Notwithstanding the differences in SPRFMO and NAFO, the consensual procedures therein would never reach the threshold established in the South China Sea Arbitration although an intention is apparent, consistent with which the contracting parties to those regional fisheries management organizations clearly sought to establish procedures for resolving relevant fisheries disputes. Further, the ad hoc panel procedures ensure swift consideration of any disputes.Footnote 89 This contrasts with inter-state adjudication, which often involve lengthy pluri-annual proceedings. Of particular relevance is also that whereas UNCLOS was adopted in 1982, SPRFMO was adopted in 2009, while the amended text of the constitutive treaty of NAFO was adopted in 2008 and entered into force in 2017. Notwithstanding whether Article 281(1) should rely on an explicit exclusion clause, the rules applying in conflict of norms could not be ignored in the interpretation of the relevant provisions in the SPRFMO and NAFO constitutive treaties.Footnote 90 One rule is lex posteriori derogat prior. Footnote 91 These agreements entered into force approximately 30 years after UNCLOS entered into force. Further, they clearly indicate the intention to establish consensual dispute settlement procedures that should be exhausted before states parties can refer disputes to the general compulsory dispute settlement procedures in Section 2 of Part XV. Accordingly, whereas the conventions of SPRFMO and NAFO do not contain explicit exclusionary provisions, under the application of relevant conflict of norms, they could, nonetheless, amount to exclusion clauses giving priority to these consensual dispute settlement procedures.

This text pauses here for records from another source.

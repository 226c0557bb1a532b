use std::env;
use std::net::SocketAddr;

use clap::ValueEnum;

use crate::error::ServerError;

/// How requests reach the server.
#[derive(Debug, Clone, Copy, PartialEq, Eq, ValueEnum)]
pub enum TransportKind {
    /// Newline-delimited JSON-RPC over stdin/stdout.
    Stdio,
    /// JSON-RPC over `POST /mcp`.
    Http,
}

/// Server configuration loaded from environment variables.
#[derive(Debug, Clone, PartialEq, Eq)]
pub struct Config {
    pub transport: TransportKind,
    /// Bind address for the HTTP transport.
    pub http_host: String,
    /// Port for the HTTP transport.
    pub http_port: u16,
    /// Log the startup banner.
    pub show_banner: bool,
}

impl Config {
    /// Load configuration from environment variables.
    ///
    /// - `CRYPTORAND_TRANSPORT` (optional, default `stdio`): `stdio` or `http`.
    /// - `CRYPTORAND_HTTP_HOST` (optional, default 127.0.0.1).
    /// - `CRYPTORAND_HTTP_PORT` (optional, default 8080).
    /// - `MCP_NO_BANNER` (optional): `1` suppresses the startup banner.
    pub fn from_env() -> Self {
        Self::from_lookup(|key| env::var(key).ok())
    }

    fn from_lookup(get: impl Fn(&str) -> Option<String>) -> Self {
        let transport = get("CRYPTORAND_TRANSPORT")
            .and_then(|s| TransportKind::from_str(s.trim(), true).ok())
            .unwrap_or(TransportKind::Stdio);

        let http_host = get("CRYPTORAND_HTTP_HOST").unwrap_or_else(|| "127.0.0.1".to_string());

        let http_port = get("CRYPTORAND_HTTP_PORT")
            .and_then(|s| s.parse::<u16>().ok())
            .unwrap_or(8080);

        let show_banner = get("MCP_NO_BANNER").as_deref() != Some("1");

        Self {
            transport,
            http_host,
            http_port,
            show_banner,
        }
    }

    pub fn http_addr(&self) -> Result<SocketAddr, ServerError> {
        format!("{}:{}", self.http_host, self.http_port)
            .parse()
            .map_err(|e| {
                ServerError::Config(format!(
                    "invalid HTTP bind address {}:{}: {e}",
                    self.http_host, self.http_port
                ))
            })
    }
}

4. Dispute settlement mechanism

Article 281(1) cannot be read to mean that parties to a dispute on the interpretation or application of UNCLOS must pursue any agreed means of settlement indefinitely.Footnote 92 Parties may abandon this mean where it is reasonable that the means will not be fructuous. Yet, depending on the procedures chosen, the fact that a dispute is not amenable to be resolved under the chosen consensual dispute settlement procedure(s) foreseen in an Article 281(1) agreement need not imply that either party may refer the dispute to binding dispute settlement procedures under Section 2 of Part XV.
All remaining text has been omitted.